Exercise instructions | Go through the material below and state how many lines include "aspect", giving the number only.

### Excerpted data ###

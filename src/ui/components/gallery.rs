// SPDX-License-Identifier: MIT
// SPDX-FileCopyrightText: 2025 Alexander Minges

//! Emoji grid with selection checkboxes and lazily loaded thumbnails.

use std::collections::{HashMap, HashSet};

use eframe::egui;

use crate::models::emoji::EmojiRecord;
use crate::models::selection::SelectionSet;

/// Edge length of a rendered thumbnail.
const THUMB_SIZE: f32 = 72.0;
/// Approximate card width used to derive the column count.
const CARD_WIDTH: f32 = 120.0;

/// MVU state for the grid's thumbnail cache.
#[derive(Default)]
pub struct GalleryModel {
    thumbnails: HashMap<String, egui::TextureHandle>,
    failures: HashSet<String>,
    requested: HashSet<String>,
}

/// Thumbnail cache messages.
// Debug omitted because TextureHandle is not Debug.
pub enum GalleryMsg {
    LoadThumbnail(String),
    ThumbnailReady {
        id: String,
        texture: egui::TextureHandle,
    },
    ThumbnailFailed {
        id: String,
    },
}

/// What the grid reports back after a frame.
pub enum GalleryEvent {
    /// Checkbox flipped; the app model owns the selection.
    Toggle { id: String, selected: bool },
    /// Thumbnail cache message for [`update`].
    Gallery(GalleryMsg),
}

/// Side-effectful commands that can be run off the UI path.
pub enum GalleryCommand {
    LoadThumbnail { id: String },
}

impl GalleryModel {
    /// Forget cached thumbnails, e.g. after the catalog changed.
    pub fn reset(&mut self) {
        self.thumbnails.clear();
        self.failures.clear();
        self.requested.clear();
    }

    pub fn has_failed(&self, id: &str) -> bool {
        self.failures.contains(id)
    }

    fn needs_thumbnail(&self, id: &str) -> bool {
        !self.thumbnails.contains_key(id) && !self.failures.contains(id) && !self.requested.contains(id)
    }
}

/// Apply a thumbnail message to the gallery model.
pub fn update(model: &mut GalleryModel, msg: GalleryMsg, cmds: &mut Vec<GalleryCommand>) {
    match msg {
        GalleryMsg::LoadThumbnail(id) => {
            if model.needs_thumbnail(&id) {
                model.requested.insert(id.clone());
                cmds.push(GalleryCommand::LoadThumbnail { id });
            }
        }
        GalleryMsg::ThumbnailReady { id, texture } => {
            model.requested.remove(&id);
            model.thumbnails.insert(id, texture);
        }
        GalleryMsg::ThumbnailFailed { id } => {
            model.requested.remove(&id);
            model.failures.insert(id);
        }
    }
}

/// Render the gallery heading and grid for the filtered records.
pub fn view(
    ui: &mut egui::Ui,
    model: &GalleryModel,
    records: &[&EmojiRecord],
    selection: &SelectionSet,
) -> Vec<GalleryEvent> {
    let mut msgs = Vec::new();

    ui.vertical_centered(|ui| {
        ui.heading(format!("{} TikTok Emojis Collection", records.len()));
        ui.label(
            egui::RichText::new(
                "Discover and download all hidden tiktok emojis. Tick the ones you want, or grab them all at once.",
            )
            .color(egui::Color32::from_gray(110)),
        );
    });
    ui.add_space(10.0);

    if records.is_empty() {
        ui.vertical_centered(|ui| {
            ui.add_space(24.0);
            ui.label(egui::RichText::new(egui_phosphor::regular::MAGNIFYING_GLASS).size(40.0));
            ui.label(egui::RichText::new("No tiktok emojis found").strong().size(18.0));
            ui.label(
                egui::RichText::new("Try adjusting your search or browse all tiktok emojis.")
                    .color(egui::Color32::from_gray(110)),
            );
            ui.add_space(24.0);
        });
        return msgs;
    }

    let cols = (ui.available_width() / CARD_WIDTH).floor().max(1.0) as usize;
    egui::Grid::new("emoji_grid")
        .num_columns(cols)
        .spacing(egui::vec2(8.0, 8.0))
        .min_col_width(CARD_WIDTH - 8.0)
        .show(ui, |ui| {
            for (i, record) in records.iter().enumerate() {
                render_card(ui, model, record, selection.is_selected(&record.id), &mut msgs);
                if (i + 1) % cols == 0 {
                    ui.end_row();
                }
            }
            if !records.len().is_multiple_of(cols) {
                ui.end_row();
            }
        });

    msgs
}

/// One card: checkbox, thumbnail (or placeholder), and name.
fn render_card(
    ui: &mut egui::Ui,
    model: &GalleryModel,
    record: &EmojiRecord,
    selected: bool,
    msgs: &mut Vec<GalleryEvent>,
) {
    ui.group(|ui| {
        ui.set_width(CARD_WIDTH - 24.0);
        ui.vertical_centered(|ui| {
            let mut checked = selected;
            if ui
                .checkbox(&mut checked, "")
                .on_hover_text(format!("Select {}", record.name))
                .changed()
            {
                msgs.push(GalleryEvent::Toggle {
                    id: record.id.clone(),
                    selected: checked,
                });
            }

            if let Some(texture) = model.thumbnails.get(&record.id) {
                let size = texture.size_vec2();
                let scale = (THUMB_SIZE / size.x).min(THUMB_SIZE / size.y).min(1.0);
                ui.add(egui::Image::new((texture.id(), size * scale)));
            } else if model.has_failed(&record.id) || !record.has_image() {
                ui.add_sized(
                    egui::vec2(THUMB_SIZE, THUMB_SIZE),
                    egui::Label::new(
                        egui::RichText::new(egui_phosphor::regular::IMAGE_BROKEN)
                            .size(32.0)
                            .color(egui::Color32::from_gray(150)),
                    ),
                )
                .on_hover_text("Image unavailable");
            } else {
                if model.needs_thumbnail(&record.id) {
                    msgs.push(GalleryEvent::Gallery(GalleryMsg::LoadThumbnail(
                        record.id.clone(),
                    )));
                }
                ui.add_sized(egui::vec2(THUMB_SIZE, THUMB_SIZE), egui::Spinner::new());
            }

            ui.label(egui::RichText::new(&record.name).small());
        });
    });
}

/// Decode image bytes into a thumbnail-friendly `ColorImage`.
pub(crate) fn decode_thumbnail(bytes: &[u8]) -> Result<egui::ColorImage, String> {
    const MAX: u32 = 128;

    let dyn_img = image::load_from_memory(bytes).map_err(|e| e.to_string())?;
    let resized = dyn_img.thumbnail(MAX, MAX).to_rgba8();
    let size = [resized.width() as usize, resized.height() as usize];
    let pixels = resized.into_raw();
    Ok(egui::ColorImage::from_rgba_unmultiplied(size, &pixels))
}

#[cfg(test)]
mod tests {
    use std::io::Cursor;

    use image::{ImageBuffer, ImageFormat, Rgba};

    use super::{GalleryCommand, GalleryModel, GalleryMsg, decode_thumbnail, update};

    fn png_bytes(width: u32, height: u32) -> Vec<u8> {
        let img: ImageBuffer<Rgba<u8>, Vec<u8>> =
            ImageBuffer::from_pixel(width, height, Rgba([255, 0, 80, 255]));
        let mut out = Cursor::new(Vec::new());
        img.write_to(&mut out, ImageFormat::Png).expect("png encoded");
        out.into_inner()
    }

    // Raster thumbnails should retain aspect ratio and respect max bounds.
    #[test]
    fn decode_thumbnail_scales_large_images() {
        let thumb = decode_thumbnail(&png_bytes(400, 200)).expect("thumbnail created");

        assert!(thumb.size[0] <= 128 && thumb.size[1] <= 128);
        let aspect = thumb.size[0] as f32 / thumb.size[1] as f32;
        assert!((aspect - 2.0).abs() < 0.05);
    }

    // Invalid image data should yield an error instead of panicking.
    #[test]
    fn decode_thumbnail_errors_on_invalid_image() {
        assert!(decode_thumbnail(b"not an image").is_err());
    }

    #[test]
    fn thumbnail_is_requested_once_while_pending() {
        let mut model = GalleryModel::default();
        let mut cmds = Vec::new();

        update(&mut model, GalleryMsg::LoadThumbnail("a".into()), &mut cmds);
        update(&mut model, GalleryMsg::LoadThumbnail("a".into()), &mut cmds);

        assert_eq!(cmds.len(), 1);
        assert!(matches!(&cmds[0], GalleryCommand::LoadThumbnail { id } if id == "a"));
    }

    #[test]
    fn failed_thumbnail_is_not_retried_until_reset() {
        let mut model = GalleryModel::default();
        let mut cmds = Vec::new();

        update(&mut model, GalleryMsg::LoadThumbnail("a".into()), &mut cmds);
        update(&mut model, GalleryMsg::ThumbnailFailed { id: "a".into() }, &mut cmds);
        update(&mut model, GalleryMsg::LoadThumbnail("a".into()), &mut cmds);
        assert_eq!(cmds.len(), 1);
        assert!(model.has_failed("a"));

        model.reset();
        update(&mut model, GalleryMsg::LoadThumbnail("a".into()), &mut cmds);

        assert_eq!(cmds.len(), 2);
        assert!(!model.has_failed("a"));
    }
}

###

Answer space | 3